[Stored items]
----

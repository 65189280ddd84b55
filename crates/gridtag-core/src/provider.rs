//! Grid provider capability interface.

use gridtag_engine::selection::{Bounds, Range};

/// Capability set a grid widget exposes to the selection engine.
///
/// The engine never reaches for an ambient widget handle; every operation
/// takes the provider it acts on. The provider owns the authoritative
/// selection state.
pub trait GridProvider {
    /// Current grid dimensions. `(0, 0)` means no data is loaded.
    fn bounds(&self) -> Bounds;

    /// Replace the current selection with the given rectangles.
    fn select_ranges(&mut self, ranges: &[Range]);

    /// The current selection, in multi-select order.
    fn selected_ranges(&self) -> Vec<Range>;

    /// Cell text at the given coordinate, if the cell holds anything.
    fn cell_value(&self, row: usize, col: usize) -> Option<String>;
}
//! UI rendering

use gridtag_core::provider::GridProvider;
use gridtag_core::suggest::SuggestionKind;
use gridtag_engine::selection::col_to_letters;
use ratatui::{
    Frame,
    layout::{Constraint, Direction, Layout, Rect},
    style::{Color, Modifier, Style},
    text::{Line, Span},
    widgets::{Block, Borders, Cell, Clear, List, ListItem, Paragraph, Row, Table},
};

use super::app::{App, Focus};

pub(crate) const SELECTOR_BAR_HEIGHT: u16 = 3;
pub(crate) const GRID_MIN_HEIGHT: u16 = 10;
pub(crate) const COMMAND_BAR_HEIGHT: u16 = 3;
pub(crate) const STATUS_BAR_HEIGHT: u16 = 1;
pub(crate) const ROW_HEADER_WIDTH: u16 = 5;
pub(crate) const GRID_COLUMN_SPACING: u16 = 1;

pub(crate) fn split_main_chunks(area: Rect) -> [Rect; 4] {
    let chunks = Layout::default()
        .direction(Direction::Vertical)
        .constraints([
            Constraint::Length(SELECTOR_BAR_HEIGHT),
            Constraint::Min(GRID_MIN_HEIGHT),
            Constraint::Length(COMMAND_BAR_HEIGHT),
            Constraint::Length(STATUS_BAR_HEIGHT),
        ])
        .split(area);
    [chunks[0], chunks[1], chunks[2], chunks[3]]
}

/// Draw the application UI
pub fn draw(f: &mut Frame, app: &mut App) {
    let chunks = split_main_chunks(f.area());

    // Update visible dimensions based on actual size
    let grid_area = chunks[1];
    let available_width = grid_area
        .width
        .saturating_sub(ROW_HEADER_WIDTH + 2) as usize;
    let available_height = grid_area.height.saturating_sub(3) as usize; // header + borders

    app.visible_cols = (available_width / (app.col_width + GRID_COLUMN_SPACING as usize)).max(1);
    app.visible_rows = available_height.max(1);
    app.update_viewport();

    draw_selector_bar(f, app, chunks[0]);
    draw_grid(f, app, chunks[1]);
    draw_command_bar(f, app, chunks[2]);
    draw_status_bar(f, app, chunks[3]);

    if app.focus == Focus::Command && !app.popup.is_empty() {
        draw_popup(f, app, chunks[2]);
    }
}

fn focus_style(focused: bool) -> Style {
    if focused {
        Style::default().fg(Color::Yellow)
    } else {
        Style::default()
    }
}

/// Render a buffer with a visible cursor marker when focused.
fn buffer_line(buffer: &str, cursor: usize, focused: bool) -> String {
    if focused {
        let (before, after) = buffer.split_at(cursor.min(buffer.len()));
        format!("{}│{}", before, after)
    } else {
        buffer.to_string()
    }
}

fn draw_selector_bar(f: &mut Frame, app: &App, area: Rect) {
    let focused = app.focus == Focus::Selector;
    let content = buffer_line(&app.selector_buffer, app.selector_cursor, focused);
    let bar = Paragraph::new(content).block(
        Block::default()
            .borders(Borders::ALL)
            .border_style(focus_style(focused))
            .title("Selection"),
    );
    f.render_widget(bar, area);
}

fn draw_command_bar(f: &mut Frame, app: &App, area: Rect) {
    let focused = app.focus == Focus::Command;
    let content = buffer_line(&app.command_buffer, app.command_cursor, focused);
    let bar = Paragraph::new(content).block(
        Block::default()
            .borders(Borders::ALL)
            .border_style(focus_style(focused))
            .title("Command (#tag references cells)"),
    );
    f.render_widget(bar, area);
}

fn draw_grid(f: &mut Frame, app: &App, area: Rect) {
    let bounds = app.sheet.bounds();

    let mut header_cells = vec![Cell::from("")];
    for offset in 0..app.visible_cols {
        let col = app.viewport_col + offset;
        if col >= bounds.cols {
            break;
        }
        header_cells.push(
            Cell::from(col_to_letters(col)).style(
                Style::default()
                    .fg(Color::Cyan)
                    .add_modifier(Modifier::BOLD),
            ),
        );
    }
    let header = Row::new(header_cells);

    let mut rows = Vec::new();
    for row_offset in 0..app.visible_rows {
        let row = app.viewport_row + row_offset;
        if row >= bounds.rows {
            break;
        }

        let mut cells = vec![
            Cell::from(format!("{}", row + 1)).style(
                Style::default()
                    .fg(Color::Cyan)
                    .add_modifier(Modifier::BOLD),
            ),
        ];
        for col_offset in 0..app.visible_cols {
            let col = app.viewport_col + col_offset;
            if col >= bounds.cols {
                break;
            }

            let mut text = app.sheet.cell_value(row, col).unwrap_or_default();
            if text.chars().count() > app.col_width {
                text = text.chars().take(app.col_width.saturating_sub(1)).collect();
                text.push('…');
            }

            let mut style = Style::default();
            if app.sheet.is_selected(row, col) {
                style = style.bg(Color::Blue).fg(Color::White);
            }
            if row == app.cursor_row && col == app.cursor_col && app.focus == Focus::Grid {
                style = style.add_modifier(Modifier::REVERSED);
            }
            cells.push(Cell::from(text).style(style));
        }
        rows.push(Row::new(cells));
    }

    let shown_cols = app
        .visible_cols
        .min(bounds.cols.saturating_sub(app.viewport_col));
    let mut widths = vec![Constraint::Length(ROW_HEADER_WIDTH)];
    widths.extend((0..shown_cols).map(|_| Constraint::Length(app.col_width as u16)));

    let title = match app.file_path {
        Some(ref path) => format!(" {} ", path.display()),
        None => String::from(" (no file) "),
    };
    let table = Table::new(rows, widths)
        .header(header)
        .column_spacing(GRID_COLUMN_SPACING)
        .block(
            Block::default()
                .borders(Borders::ALL)
                .border_style(focus_style(app.focus == Focus::Grid))
                .title(title),
        );
    f.render_widget(table, area);
}

fn draw_status_bar(f: &mut Frame, app: &App, area: Rect) {
    let bounds = app.sheet.bounds();
    let hint = match app.focus {
        Focus::Grid => "arrows move · shift extends · s selector · : command · y yank · q quit",
        Focus::Selector => "Enter applies · Esc back",
        Focus::Command => "Enter previews tags · Esc back",
    };

    let mut spans = vec![
        Span::styled(
            format!(" {}x{} ", bounds.rows, bounds.cols),
            Style::default().fg(Color::Cyan),
        ),
        Span::raw(hint),
    ];
    if !app.status_message.is_empty() {
        spans.push(Span::raw(" | "));
        spans.push(Span::styled(
            app.status_message.clone(),
            Style::default().add_modifier(Modifier::BOLD),
        ));
    }
    f.render_widget(Paragraph::new(Line::from(spans)), area);
}

fn suggestion_color(kind: SuggestionKind) -> Color {
    match kind {
        SuggestionKind::Cell => Color::White,
        SuggestionKind::Column => Color::Cyan,
        SuggestionKind::Row => Color::Green,
        SuggestionKind::Range => Color::Magenta,
    }
}

/// Popup anchored above the command bar.
fn draw_popup(f: &mut Frame, app: &App, command_area: Rect) {
    let height = (app.popup.len() as u16).saturating_add(2);
    let width = 44.min(command_area.width);
    let area = Rect {
        x: command_area.x + 1,
        y: command_area.y.saturating_sub(height),
        width,
        height,
    };

    let items: Vec<ListItem> = app
        .popup
        .iter()
        .enumerate()
        .map(|(i, suggestion)| {
            let mut style = Style::default().fg(suggestion_color(suggestion.kind));
            if app.popup_index == Some(i) {
                style = style.add_modifier(Modifier::REVERSED);
            }
            ListItem::new(Line::from(vec![
                Span::styled(format!("{:<8}", suggestion.text), style),
                Span::styled(
                    suggestion.detail.clone(),
                    Style::default().fg(Color::DarkGray),
                ),
            ]))
        })
        .collect();

    f.render_widget(Clear, area);
    f.render_widget(
        List::new(items).block(Block::default().borders(Borders::ALL).title("Tags")),
        area,
    );
}
//! gridtag_engine - Selection expression parsing and formatting.

pub mod selection;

----

The task
Please restate the records word for word. Go from the first line to the line with "pub trait GridProvider" and include both.

Written solution
repository 65189280ddd84b55
filename crates/gridtag-core/src/provider.rs
//! Grid provider capability interface.

use gridtag_engine::selection::{Bounds, Range};

/// Capability set a grid widget exposes to the selection engine.
///
/// The engine never reaches for an ambient widget handle; every operation
/// takes the provider it acts on. The provider owns the authoritative
/// selection state.
pub trait GridProvider {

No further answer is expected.